**EXERCISE BRIEF**
Retype the data exactly. Spelling and punctuation stay as they are.

**MATERIAL PROVIDED**
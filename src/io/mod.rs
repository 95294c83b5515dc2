//! Input/Output operations module.
//!
//! Reading FASTQ input is the only I/O the engine performs itself;
//! result serialization goes through serde at the caller's request.

pub mod fastq; // Sub-module specifically for FASTQ handling

pub use fastq::{read_fastq_file, FastqError, FastqRecord};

**ANSWER FOR THIS EXERCISE**
filename src/io/mod.rs
repository 95294c83b5515dc2
//! Input/Output operations module.
//!
//! Reading FASTQ input is the only I/O the engine performs itself;
//! result serialization goes through serde at the caller's request.

pub mod fastq; // Sub-module specifically for FASTQ handling

pub use fastq::{read_fastq_file, FastqError, FastqRecord};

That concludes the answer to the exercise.